In an interview with KVNO News, Sulaiman said when he writes, he’s speaking for the voiceless.

Amir Sulaiman's CD of spoken word poetry, titled "Like a Thief in the Night." (Photo Credit Amir Sulaiman)

“This is not me expressing my own personal issues,” he said. “This is me speaking on behalf of many other people, so I mention Native Americans, I mention women, I mention Palestinians, and I’m not any of those. It is really just an expression for these people that may not be able to express themselves.”

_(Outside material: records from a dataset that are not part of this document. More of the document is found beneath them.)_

//! AgentFacts record shape.

use serde::{Deserialize, Serialize};

/// `source_schema` for records read back from AgentFacts.
pub const AGENTFACTS_SOURCE_SCHEMA: &str = "agentfacts";

/// Modality assumed when a record declares no capabilities.
pub const DEFAULT_MODALITY: &str = "text";

/// Version written when the record carries none.
pub const DEFAULT_AGENTFACTS_VERSION: &str = "1.0.0";

/// Provider URL written when none is configured.
pub const DEFAULT_PROVIDER_URL: &str = "https://example.com";

/// A self-describing AgentFacts record.
#[derive(Debug, Clone, Default, PartialEq, Eq, Serialize, Deserialize)]
#[serde(default)]
pub struct AgentFactsRecord {
    /// Stable agent identifier.
    pub id: String,
    /// Mirrors `id`.
    pub agent_name: String,
    /// Display name.
    pub label: String,
    /// Free-text description.
    pub description: String,
    /// Agent version.
    pub version: String,
    /// Publishing organisation.
    pub provider: Provider,
    /// Reachable endpoints.
    pub endpoints: Endpoints,
    /// Declared modalities and authentication.
    pub capabilities: AgentFactsCapabilities,
    /// Skills, mapped onto the taxonomy where possible.
    pub skills: Vec<AgentFactsSkill>,
}

/// Publishing organisation.
#[derive(Debug, Clone, Default, PartialEq, Eq, Serialize, Deserialize)]
#[serde(default)]
pub struct Provider {
    /// Organisation name.
    pub name: String,
    /// Organisation URL.
    pub url: String,
}

/// Endpoint block; only static endpoints are modelled.
#[derive(Debug, Clone, Default, PartialEq, Eq, Serialize, Deserialize)]
#[serde(default)]
pub struct Endpoints {
    /// Fixed endpoint URLs.
    #[serde(rename = "static")]
    pub static_urls: Vec<String>,
}

/// Capability block.
#[derive(Debug, Clone, Default, PartialEq, Eq, Serialize, Deserialize)]
#[serde(default)]
pub struct AgentFactsCapabilities {
    /// Capability names as declared by the agent.
    pub modalities: Vec<String>,
    /// Accepted authentication methods.
    pub authentication: Authentication,
}

/// Authentication methods.
#[derive(Debug, Clone, Default, PartialEq, Eq, Serialize, Deserialize)]
#[serde(default)]
pub struct Authentication {
    /// Method names, e.g. `none`.
    pub methods: Vec<String>,
}

/// One AgentFacts skill.
#[derive(Debug, Clone, Default, PartialEq, Eq, Serialize, Deserialize)]
#[serde(default, rename_all = "camelCase")]
pub struct AgentFactsSkill {
    /// Taxonomy skill id, or `skill:<capability>` when unmapped.
    pub id: String,
    /// Human-readable provenance.
    pub description: String,
    /// Accepted input modes.
    pub input_modes: Vec<String>,
    /// Produced output modes.
    pub output_modes: Vec<String>,
}
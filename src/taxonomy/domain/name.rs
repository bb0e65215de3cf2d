//! Name normalization shared by taxonomy loading and capability lookup.

/// Normalizes a skill name or capability string for comparison.
///
/// The value is trimmed and lowercased; spaces and hyphens become
/// underscores.
///
/// # Examples
///
/// ```
/// use switchboard::taxonomy::domain::normalize_name;
///
/// assert_eq!(normalize_name(" Text-Classification "), "text_classification");
/// assert_eq!(normalize_name("Étude Vidéo"), "étude_vidéo");
/// ```
#[must_use]
pub fn normalize_name(value: &str) -> String {
    value
        .trim()
        .chars()
        .flat_map(char::to_lowercase)
        .map(|ch| match ch {
            ' ' | '-' => '_',
            other => other,
        })
        .collect()
}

Sulaiman will step on the stage in Omaha for a poetry jam on Saturday night. He is originally from Rochester, New York and now lives in Oakland, California. When he speaks, his words poetically flow to their own beat. Since Omaha is the birthplace of Malcolm X, a national and international icon, Sulaiman said he hopes he says something that moves people to action.

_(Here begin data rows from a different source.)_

//! Unit tests for raw record validation.

use crate::validation::{RecordIssue, RecordValidator, UnsupportedSchemaVersionError};
use rstest::{fixture, rstest};
use serde_json::{Value, json};

#[fixture]
fn validator() -> RecordValidator {
    RecordValidator::default()
}

fn valid_record() -> Value {
    json!({
        "name": "helper-agent",
        "version": "v1.2.0",
        "schema_version": "1.0.0",
        "skills": [
            { "id": 10101, "name": "natural_language_processing/text_classification" }
        ],
        "locators": [{ "type": "docker-image", "url": "ghcr.io/example/helper-agent" }]
    })
}

#[rstest]
fn well_formed_records_pass(validator: RecordValidator) {
    let (ok, errors) = validator.validate(&valid_record()).into_parts();

    assert!(ok);
    assert!(errors.is_empty());
}

#[rstest]
fn unsupported_version_is_the_only_reported_error(validator: RecordValidator) {
    let record = json!({ "schema_version": "0.8.0" });

    let (ok, errors) = validator.validate(&record).into_parts();

    assert!(!ok);
    assert_eq!(errors, vec!["unsupported_schema_version: found=0.8.0".to_owned()]);
}

#[rstest]
fn schema_version_is_read_from_the_id_url(validator: RecordValidator) {
    let mut record = valid_record();
    if let Some(fields) = record.as_object_mut() {
        fields.remove("schema_version");
        fields.insert(
            "$id".to_owned(),
            json!("https://schema.oasf.agntcy.org/0.7.0/objects/agent"),
        );
    }

    let report = validator.validate(&record);

    assert_eq!(
        report.issues(),
        &[RecordIssue::UnsupportedSchemaVersion {
            found: "0.7.0".to_owned()
        }]
    );
}

#[rstest]
fn configured_versions_replace_the_default() {
    let validator = RecordValidator::new(["0.8.0", " 1.1.0 "]);
    let mut record = valid_record();
    record["schema_version"] = json!("0.8.0");

    assert!(validator.validate(&record).is_ok());
    assert_eq!(
        validator.supported_versions().collect::<Vec<_>>(),
        vec!["0.8.0", "1.1.0"]
    );
    assert_eq!(
        validator.ensure_supported_version(&valid_record()),
        Err(UnsupportedSchemaVersionError {
            found: "1.0.0".to_owned()
        })
    );
}

#[rstest]
fn missing_fields_are_all_reported(validator: RecordValidator) {
    let record = json!({ "description": "nothing useful" });

    let errors = validator.validate(&record).errors();

    assert_eq!(
        errors,
        vec![
            "missing_required_field: name".to_owned(),
            "missing_required_field: skills|capabilities".to_owned(),
            "missing_required_field: version".to_owned(),
        ]
    );
}

#[rstest]
fn capabilities_satisfy_the_skills_requirement(validator: RecordValidator) {
    let record = json!({
        "name": "financial-analyzer",
        "version": "v1.0.0",
        "capabilities": ["chat", "search"]
    });

    assert!(validator.validate(&record).is_ok());
}

#[rstest]
#[case(json!({ "name": 7, "version": "v1", "skills": [] }), RecordIssue::InvalidFieldType { field: "name", expected: "string" })]
#[case(json!({ "name": "a", "version": "v1", "skills": "chat" }), RecordIssue::InvalidFieldType { field: "skills", expected: "array" })]
#[case(json!({ "name": "a", "version": "v1", "capabilities": "chat" }), RecordIssue::InvalidFieldType { field: "capabilities", expected: "array" })]
#[case(json!({ "name": "a", "version": "v1", "skills": [{ "id": 1 }] }), RecordIssue::UnnamedSkill { index: 0 })]
#[case(json!(["not", "an", "object"]), RecordIssue::NotAnObject)]
fn structural_problems_are_reported(
    validator: RecordValidator,
    #[case] record: Value,
    #[case] expected: RecordIssue,
) {
    let report = validator.validate(&record);

    assert_eq!(report.issues(), &[expected]);
}
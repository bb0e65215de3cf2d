//! Placeholder adapter for registries switched off in configuration.

use crate::federation::{
    domain::{CanonicalRecord, RegistryDescriptor, RegistryId, RegistryStatus, SourceRecord},
    ports::{AdapterError, AdapterResult, RegistryAdapter},
};
use async_trait::async_trait;

const DISABLED_REASON: &str = "registry is disabled";

/// Lists a configured-but-disabled registry and rejects every lookup.
#[derive(Debug, Clone)]
pub struct DisabledAdapter {
    registry_id: RegistryId,
    descriptor: RegistryDescriptor,
}

impl DisabledAdapter {
    /// Wraps `descriptor`, forcing its status to disabled.
    #[must_use]
    pub fn new(descriptor: RegistryDescriptor) -> Self {
        Self {
            registry_id: descriptor.registry_id().clone(),
            descriptor: descriptor.with_status(RegistryStatus::Disabled),
        }
    }
}

#[async_trait]
impl RegistryAdapter for DisabledAdapter {
    fn registry_id(&self) -> &RegistryId {
        &self.registry_id
    }

    async fn query_agent(&self, _name: &str) -> AdapterResult<SourceRecord> {
        Err(AdapterError::unavailable(&self.registry_id, DISABLED_REASON))
    }

    fn translate_to_nanda(&self, _record: SourceRecord) -> AdapterResult<CanonicalRecord> {
        Err(AdapterError::unavailable(&self.registry_id, DISABLED_REASON))
    }

    fn get_registry_info(&self) -> RegistryDescriptor {
        self.descriptor.clone()
    }

    async fn check_health(&self) -> RegistryDescriptor {
        self.descriptor.clone()
    }
}
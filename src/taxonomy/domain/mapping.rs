//! Structured capability mappings and the capability sum type.

use serde::{Deserialize, Serialize};

/// Structured counterpart of a free-form capability string.
///
/// Produced per query by the skill mapper and embedded into record
/// capability lists; never stored on its own.
#[derive(Debug, Clone, PartialEq, Eq, Hash, Serialize, Deserialize)]
pub struct CapabilityMapping {
    /// Leaf skill name.
    pub skill_id: String,
    /// Caption of the owning category (or its key when undeclared).
    pub category_name: String,
    /// Identifier of the owning category, `0` when undeclared.
    pub category_uid: u64,
    /// Caption of the skill class.
    pub class_name: String,
    /// Identifier of the skill class.
    pub class_uid: u64,
}

/// One entry of a record's capability list.
///
/// Serialized untagged, so JSON lists mix mapping objects and bare strings.
#[derive(Debug, Clone, PartialEq, Eq, Serialize, Deserialize)]
#[serde(untagged)]
pub enum Capability {
    /// A capability resolved against the taxonomy.
    Mapped(CapabilityMapping),
    /// A capability with no taxonomy counterpart.
    Text(String),
}

impl Capability {
    /// Returns the taxonomy mapping, when resolved.
    #[must_use]
    pub const fn mapping(&self) -> Option<&CapabilityMapping> {
        match self {
            Self::Mapped(mapping) => Some(mapping),
            Self::Text(_) => None,
        }
    }

    /// Returns a label for the capability: the skill id or the raw text.
    #[must_use]
    pub fn label(&self) -> &str {
        match self {
            Self::Mapped(mapping) => &mapping.skill_id,
            Self::Text(text) => text,
        }
    }
}

impl From<CapabilityMapping> for Capability {
    fn from(mapping: CapabilityMapping) -> Self {
        Self::Mapped(mapping)
    }
}

impl From<&str> for Capability {
    fn from(text: &str) -> Self {
        Self::Text(text.to_owned())
    }
}
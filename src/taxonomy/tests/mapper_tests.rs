//! Unit tests for capability resolution.

use super::fixture_schema_dir;
use crate::taxonomy::{
    adapters::SchemaDirectory,
    domain::{NodeKind, Taxonomy, TaxonomyNode},
    services::{FALLBACK_RULES, MatchStage, SkillMapper},
};
use rstest::{fixture, rstest};
use std::sync::Arc;

#[fixture]
fn mapper() -> SkillMapper {
    let schema_dir = fixture_schema_dir();
    SkillMapper::new(Arc::new(SchemaDirectory::load_store(Some(&schema_dir))))
}

#[rstest]
#[case("text_classification", "text_classification", MatchStage::Exact)]
#[case("Sentiment-Analysis", "sentiment_analysis", MatchStage::Exact)]
#[case("Text Classif", "text_classification", MatchStage::Caption)]
#[case("generation", "natural_language_generation", MatchStage::Caption)]
#[case("classification", "image_classification", MatchStage::Caption)]
#[case("tool", "tool_use_planning", MatchStage::Caption)]
#[case("chatbot", "natural_language_generation", MatchStage::Heuristic)]
#[case("conversational agent", "natural_language_generation", MatchStage::Heuristic)]
#[case("web search", "information_retrieval_synthesis", MatchStage::Heuristic)]
#[case("tooling", "tool_use_planning", MatchStage::Heuristic)]
#[case("natural_language_understanding", "sentiment_analysis", MatchStage::ParentInference)]
#[case("Images Computer Vision", "image_classification", MatchStage::ParentInference)]
fn resolution_reports_the_first_matching_stage(
    mapper: SkillMapper,
    #[case] capability: &str,
    #[case] skill_id: &str,
    #[case] stage: MatchStage,
) {
    let resolution = mapper
        .resolve(capability)
        .expect("capability should resolve");

    assert_eq!(resolution.mapping.skill_id, skill_id);
    assert_eq!(resolution.stage, stage);
}

#[rstest]
#[case("")]
#[case("   ")]
#[case("quantum teleportation")]
fn unknown_capabilities_are_not_found(mapper: SkillMapper, #[case] capability: &str) {
    assert_eq!(mapper.map(capability), None);
}

#[rstest]
fn map_all_keeps_one_entry_per_skill(mapper: SkillMapper) {
    let mappings = mapper.map_all(["chat", "chatbot", "tool"]);

    let skills: Vec<&str> = mappings
        .iter()
        .map(|mapping| mapping.skill_id.as_str())
        .collect();
    assert_eq!(
        skills,
        vec!["natural_language_generation", "tool_use_planning"]
    );
}

#[rstest]
fn map_all_preserves_scan_order_and_drops_unmapped(mapper: SkillMapper) {
    let mappings = mapper.map_all(vec![
        "web search".to_owned(),
        "juggling".to_owned(),
        "Text Classification".to_owned(),
        "retrieval".to_owned(),
    ]);

    let skills: Vec<&str> = mappings
        .iter()
        .map(|mapping| mapping.skill_id.as_str())
        .collect();
    assert_eq!(
        skills,
        vec!["information_retrieval_synthesis", "text_classification"]
    );
}

#[rstest]
#[case("chat")]
#[case("text_classification")]
#[case("natural_language_processing")]
fn degraded_mapper_returns_none_for_every_query(#[case] capability: &str) {
    let mapper = SkillMapper::unavailable("no schema directory");

    assert!(!mapper.is_available());
    assert_eq!(mapper.map(capability), None);
    assert!(mapper.map_all([capability]).is_empty());
}

#[rstest]
fn partial_caption_input_resolves_at_caption_stage() {
    let taxonomy = Taxonomy::new([
        TaxonomyNode::category("natural_language_processing", "Natural Language Processing", 1),
        TaxonomyNode::skill(
            "text_classification",
            "Text Classification",
            10101,
            NodeKind::Skill,
            Some("natural_language_processing".to_owned()),
            Some(("natural_language_processing".to_owned(), Some(1))),
        ),
    ]);
    let mapper = SkillMapper::new(Arc::new(taxonomy.into()));

    let resolution = mapper
        .resolve("Text Classificat")
        .expect("caption should match");

    assert_eq!(resolution.stage, MatchStage::Caption);
    assert_eq!(resolution.mapping.class_uid, 10101);
    assert_eq!(resolution.mapping.category_name, "Natural Language Processing");
}

#[rstest]
fn non_ascii_captions_compare_case_insensitively() {
    let taxonomy = Taxonomy::new([TaxonomyNode::skill(
        "etude_analysis",
        "Étude Analysis",
        901,
        NodeKind::Skill,
        None,
        None,
    )]);
    let mapper = SkillMapper::new(Arc::new(taxonomy.into()));

    let resolution = mapper.resolve("étude").expect("caption should match");

    assert_eq!(resolution.stage, MatchStage::Caption);
    assert_eq!(resolution.mapping.skill_id, "etude_analysis");
}

#[rstest]
fn heuristic_rule_with_missing_target_does_not_fire() {
    let taxonomy = Taxonomy::new([TaxonomyNode::skill(
        "summarization",
        "Summarization",
        104,
        NodeKind::Skill,
        None,
        None,
    )]);
    let mapper = SkillMapper::new(Arc::new(taxonomy.into()));

    assert_eq!(mapper.map("chat"), None);
}

#[test]
fn fallback_rules_keep_declared_order() {
    let triggers: Vec<&str> = FALLBACK_RULES.iter().map(|rule| rule.trigger).collect();

    assert_eq!(
        triggers,
        vec!["chat", "conversation", "classif", "retriev", "search", "tool"]
    );
}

“Go from the heart to the tongue to the limbs,” he said. “So that we can make a better world for everyone, for all people all creation, for all animals, the plants, the environment … and everything.”

"Necessary!” an exhibit exploring "the life and legacy of Malcolm X,” will be on display in Omaha, NE the birthpalce of Malcolm X. (Photo credit Black History 101 Mobile Museum)

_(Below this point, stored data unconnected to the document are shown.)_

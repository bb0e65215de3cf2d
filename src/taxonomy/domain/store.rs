//! Immutable taxonomy and the loaded/unavailable store wrapper.

use super::{CapabilityMapping, NodeKind, TaxonomyNode};
use std::collections::{HashMap, HashSet};

/// A loaded taxonomy hierarchy.
///
/// Nodes keep their load order, which is the traversal order used to break
/// ties between equally good matches.
#[derive(Debug, Clone, Default, PartialEq, Eq)]
pub struct Taxonomy {
    nodes: Vec<TaxonomyNode>,
    index: HashMap<String, usize>,
    children: HashMap<String, Vec<usize>>,
}

impl Taxonomy {
    /// Builds a taxonomy from nodes in traversal order.
    ///
    /// When two nodes share a name the first one wins and later duplicates
    /// are dropped.
    #[must_use]
    pub fn new(nodes: impl IntoIterator<Item = TaxonomyNode>) -> Self {
        let mut taxonomy = Self::default();
        for node in nodes {
            if taxonomy.index.contains_key(node.name()) {
                continue;
            }
            let position = taxonomy.nodes.len();
            taxonomy.index.insert(node.name().to_owned(), position);
            if let Some(parent) = node.parent() {
                taxonomy
                    .children
                    .entry(parent.to_owned())
                    .or_default()
                    .push(position);
            }
            taxonomy.nodes.push(node);
        }
        taxonomy
    }

    /// Returns the node with the given normalized name.
    #[must_use]
    pub fn get(&self, name: &str) -> Option<&TaxonomyNode> {
        self.index.get(name).and_then(|&position| self.nodes.get(position))
    }

    /// Iterates all nodes in traversal order.
    pub fn nodes(&self) -> impl Iterator<Item = &TaxonomyNode> {
        self.nodes.iter()
    }

    /// Iterates leaf skills in traversal order.
    pub fn leaves(&self) -> impl Iterator<Item = &TaxonomyNode> {
        self.nodes.iter().filter(|node| node.is_leaf())
    }

    /// Iterates the direct children of `name` in traversal order.
    pub fn children(&self, name: &str) -> impl Iterator<Item = &TaxonomyNode> {
        self.children
            .get(name)
            .into_iter()
            .flatten()
            .filter_map(|&position| self.nodes.get(position))
    }

    /// Returns the number of nodes.
    #[must_use]
    pub fn len(&self) -> usize {
        self.nodes.len()
    }

    /// Returns `true` when the taxonomy holds no nodes.
    #[must_use]
    pub fn is_empty(&self) -> bool {
        self.nodes.is_empty()
    }

    /// Returns the number of leaf skills.
    #[must_use]
    pub fn leaf_count(&self) -> usize {
        self.leaves().count()
    }

    /// Returns the first leaf reachable from `name`, depth first.
    ///
    /// A leaf resolves to itself. Cycles in malformed parent chains are
    /// cut off.
    #[must_use]
    pub fn first_leaf(&self, name: &str) -> Option<&TaxonomyNode> {
        let mut visited = HashSet::new();
        self.first_leaf_from(name, &mut visited)
    }

    fn first_leaf_from<'a>(
        &'a self,
        name: &str,
        visited: &mut HashSet<String>,
    ) -> Option<&'a TaxonomyNode> {
        if !visited.insert(name.to_owned()) {
            return None;
        }
        let node = self.get(name)?;
        if node.is_leaf() {
            return Some(node);
        }
        self.children(name)
            .find_map(|child| self.first_leaf_from(child.name(), visited))
    }

    /// Builds the capability mapping payload for a node.
    #[must_use]
    pub fn mapping_for(&self, node: &TaxonomyNode) -> CapabilityMapping {
        let category = node
            .category()
            .and_then(|key| self.get(key))
            .filter(|candidate| candidate.kind() == NodeKind::Category);

        let (category_name, category_uid) = match (category, node.category()) {
            (Some(found), _) => (found.caption().to_owned(), found.id()),
            (None, Some(key)) => (key.to_owned(), node.category_uid().unwrap_or(0)),
            (None, None) => (String::new(), 0),
        };

        CapabilityMapping {
            skill_id: node.name().to_owned(),
            category_name,
            category_uid,
            class_name: node.caption().to_owned(),
            class_uid: node.class_uid().unwrap_or_else(|| node.id()),
        }
    }
}

/// Reason the taxonomy could not be loaded.
#[derive(Debug, Clone, PartialEq, Eq)]
pub struct TaxonomyUnavailable {
    reason: String,
}

impl TaxonomyUnavailable {
    /// Creates an unavailable marker with a diagnostic reason.
    #[must_use]
    pub fn new(reason: impl Into<String>) -> Self {
        Self {
            reason: reason.into(),
        }
    }

    /// Returns the diagnostic reason.
    #[must_use]
    pub fn reason(&self) -> &str {
        &self.reason
    }
}

/// The taxonomy as seen by the skill mapper.
///
/// `Unavailable` is the degraded mode: every mapping query returns no
/// result.
#[derive(Debug, Clone, PartialEq, Eq)]
pub enum TaxonomyStore {
    /// A successfully loaded taxonomy.
    Loaded(Taxonomy),
    /// No taxonomy could be loaded.
    Unavailable(TaxonomyUnavailable),
}

impl TaxonomyStore {
    /// Creates a degraded store with the given reason.
    #[must_use]
    pub fn unavailable(reason: impl Into<String>) -> Self {
        Self::Unavailable(TaxonomyUnavailable::new(reason))
    }

    /// Returns the loaded taxonomy, if any.
    #[must_use]
    pub const fn taxonomy(&self) -> Option<&Taxonomy> {
        match self {
            Self::Loaded(taxonomy) => Some(taxonomy),
            Self::Unavailable(_) => None,
        }
    }

    /// Returns `true` when a taxonomy is loaded.
    #[must_use]
    pub const fn is_available(&self) -> bool {
        matches!(self, Self::Loaded(_))
    }
}

impl From<Taxonomy> for TaxonomyStore {
    fn from(taxonomy: Taxonomy) -> Self {
        Self::Loaded(taxonomy)
    }
}
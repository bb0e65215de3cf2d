//! Ordered heuristic fallback rules for capability strings.

/// A single trigger → target rule.
#[derive(Debug, Clone, Copy, PartialEq, Eq)]
pub struct FallbackRule {
    /// Substring searched for in the normalized capability.
    pub trigger: &'static str,
    /// Skill the rule resolves to.
    pub target: &'static str,
}

impl FallbackRule {
    const fn new(trigger: &'static str, target: &'static str) -> Self {
        Self { trigger, target }
    }

    /// Returns `true` when the trigger occurs in `normalized`.
    #[must_use]
    pub fn matches(&self, normalized: &str) -> bool {
        normalized.contains(self.trigger)
    }
}

/// Fallback rules, evaluated in order. The first rule that fires wins.
pub const FALLBACK_RULES: &[FallbackRule] = &[
    FallbackRule::new("chat", "natural_language_generation"),
    FallbackRule::new("conversation", "natural_language_generation"),
    FallbackRule::new("classif", "text_classification"),
    FallbackRule::new("retriev", "information_retrieval_synthesis"),
    FallbackRule::new("search", "information_retrieval_synthesis"),
    FallbackRule::new("tool", "tool_use_planning"),
];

The Black History 101 Mobile Museum will also be moving through town. This traveling museum with over 3,000 original artifacts is led by founder and director Khalid El-Hakim, from Detroit, Michigan. For this stop, El-Hakim said “Necessary,” an exhibit exploring “the life and legacy of Malcolm X,” will be on display with about 200 treasures, which include letters and documents signed by Malcolm X along with photos.

“History best shows us the blueprint to success,” El-Hakim said. “If people are able to walk through a museum like this, and see artifacts … to see something that sparks an interest and makes them want to go dig deeper into our history, then I think that’s very important and very effective as a teaching tool to get people inspired to look at history.”

The Black History 101 Mobile Museum will be on display this Friday and Saturday at the Malcolm X Center in north Omaha, where Amir Sulaiman will perform Saturday night.